Les eaux courantes, produites par une petite rivière ou ruisseau, forment des pièces d'eau et des canaux très-vivants.

Les eaux vives et roulantes sont celles qui coulent rapidement d'une source abondante, et que leur extrême fraicheur rend peu propres à la boisson.

Celles qui fournissent aux jets d'eau sont appelées forcées ; elles se confondent avec les jaillissantes.

Les eaux dormantes, par leur peu de mouvement sujettes pendant l'été à exhaler de mauvaises odeurs, sont peu estimées.

On appelle eaux folles, des pleurs de terre qui produisent peu d'eau, et sont regardées comme de fausses sources qui tarissent dans les moindres chaleurs.

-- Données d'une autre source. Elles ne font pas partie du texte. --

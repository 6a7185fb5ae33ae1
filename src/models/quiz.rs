//! 答题流程的数据结构
//!
//! `QuizRequest` 是线上的请求格式，`QuizScope` 是核心逻辑使用的范围，
//! `QuizOutcome` 区分"抽到了题目"与"没有可用题目"两种正常结果。

use serde::Deserialize;
use std::collections::HashSet;

use crate::models::category::CategoryId;
use crate::models::question::{Question, QuestionId};

/// 表示"全部分类"的分类 ID
pub const ALL_CATEGORIES: CategoryId = 0;

/// 一次抽题请求的范围：分类 + 已出过的题目
#[derive(Debug, Clone, PartialEq, Eq)]
pub struct QuizScope {
    pub category_id: CategoryId,
    pub previous_question_ids: HashSet<QuestionId>,
}

impl QuizScope {
    pub fn new(
        category_id: CategoryId,
        previous_question_ids: impl IntoIterator<Item = QuestionId>,
    ) -> Self {
        Self {
            category_id,
            previous_question_ids: previous_question_ids.into_iter().collect(),
        }
    }

    /// 是否不限分类
    pub fn is_all_categories(&self) -> bool {
        self.category_id == ALL_CATEGORIES
    }

    /// 分类过滤条件，`None` 表示不过滤
    pub fn category_filter(&self) -> Option<CategoryId> {
        if self.is_all_categories() {
            None
        } else {
            Some(self.category_id)
        }
    }
}

/// 抽题结果
#[derive(Debug, Clone, PartialEq, Eq)]
pub enum QuizOutcome {
    /// 抽到一道未出过的题目
    Question(Question),
    /// 候选集为空，答题正常结束
    NoQuestionAvailable,
}

/// `POST /quizzes` 请求体
#[derive(Debug, Clone, Deserialize)]
pub struct QuizRequest {
    pub previous_questions: Vec<QuestionId>,
    pub quiz_category: QuizCategory,
}

/// 请求体中的分类信息，前端可能以字符串形式传入 ID
///
/// 前端同时会带上分类名称 `type`，抽题只看 ID，其余字段忽略。
#[derive(Debug, Clone, Deserialize)]
pub struct QuizCategory {
    #[serde(deserialize_with = "deserialize_category_id")]
    pub id: CategoryId,
}

impl From<QuizRequest> for QuizScope {
    fn from(req: QuizRequest) -> Self {
        QuizScope::new(req.quiz_category.id, req.previous_questions)
    }
}

// Helper function to deserialize category id as either string or integer
fn deserialize_category_id<'de, D>(deserializer: D) -> Result<CategoryId, D::Error>
where
    D: serde::Deserializer<'de>,
{
    use serde::de::Visitor;
    use std::fmt;

    struct CategoryIdVisitor;

    impl<'de> Visitor<'de> for CategoryIdVisitor {
        type Value = CategoryId;

        fn expecting(&self, formatter: &mut fmt::Formatter) -> fmt::Result {
            formatter.write_str("an integer or numeric string representing a category id")
        }

        fn visit_str<E>(self, value: &str) -> Result<Self::Value, E>
        where
            E: serde::de::Error,
        {
            value
                .trim()
                .parse()
                .map_err(|_| E::custom(format!("invalid category id: {}", value)))
        }

        fn visit_i64<E>(self, value: i64) -> Result<Self::Value, E>
        where
            E: serde::de::Error,
        {
            Ok(value)
        }

        fn visit_u64<E>(self, value: u64) -> Result<Self::Value, E>
        where
            E: serde::de::Error,
        {
            CategoryId::try_from(value)
                .map_err(|_| E::custom(format!("category id out of range: {}", value)))
        }
    }

    deserializer.deserialize_any(CategoryIdVisitor)
}

#[cfg(test)]
mod tests {
    use super::*;
    use serde_json::json;

    #[test]
    fn test_quiz_request_accepts_numeric_and_string_ids() {
        let req: QuizRequest = serde_json::from_value(json!({
            "previous_questions": [10],
            "quiz_category": {"type": "Sports", "id": 6}
        }))
        .unwrap();
        assert_eq!(req.quiz_category.id, 6);

        let req: QuizRequest = serde_json::from_value(json!({
            "previous_questions": [],
            "quiz_category": {"type": "Sports", "id": "6"}
        }))
        .unwrap();
        assert_eq!(req.quiz_category.id, 6);
    }

    #[test]
    fn test_quiz_request_rejects_non_numeric_id() {
        let result: Result<QuizRequest, _> = serde_json::from_value(json!({
            "previous_questions": [],
            "quiz_category": {"id": "sports"}
        }));
        assert!(result.is_err());
    }

    #[test]
    fn test_scope_from_request() {
        let req: QuizRequest = serde_json::from_value(json!({
            "previous_questions": [3, 3, 7],
            "quiz_category": {"type": "click", "id": 0}
        }))
        .unwrap();

        let scope = QuizScope::from(req);
        assert!(scope.is_all_categories());
        assert_eq!(scope.category_filter(), None);
        assert_eq!(scope.previous_question_ids.len(), 2);
    }
}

Les eaux de pluie ou de ravine sont les plus legeres de toutes ; elles ne sont pas les plus claires, mais elles se clarifient et s'épurent dans les citernes et les étangs qu'elles fournissent " Théorie et pratique du Jardinage, pag. 323. Voyez HYDRAULIQUES, DEPENSE, etc. (K)

EAU, (Jardinage) L'eau ne sera point ici considérée comme élément, mais par rapport à sa bonne qualité pour la conservation des plantes et de la santé.

Elle doit être transparente, légère, insipide : on l'éprouve avec la noix de galle ; et on observera qu'el le mousse avec le savon, et ne laisse aucune tache sur une assiette bien nette.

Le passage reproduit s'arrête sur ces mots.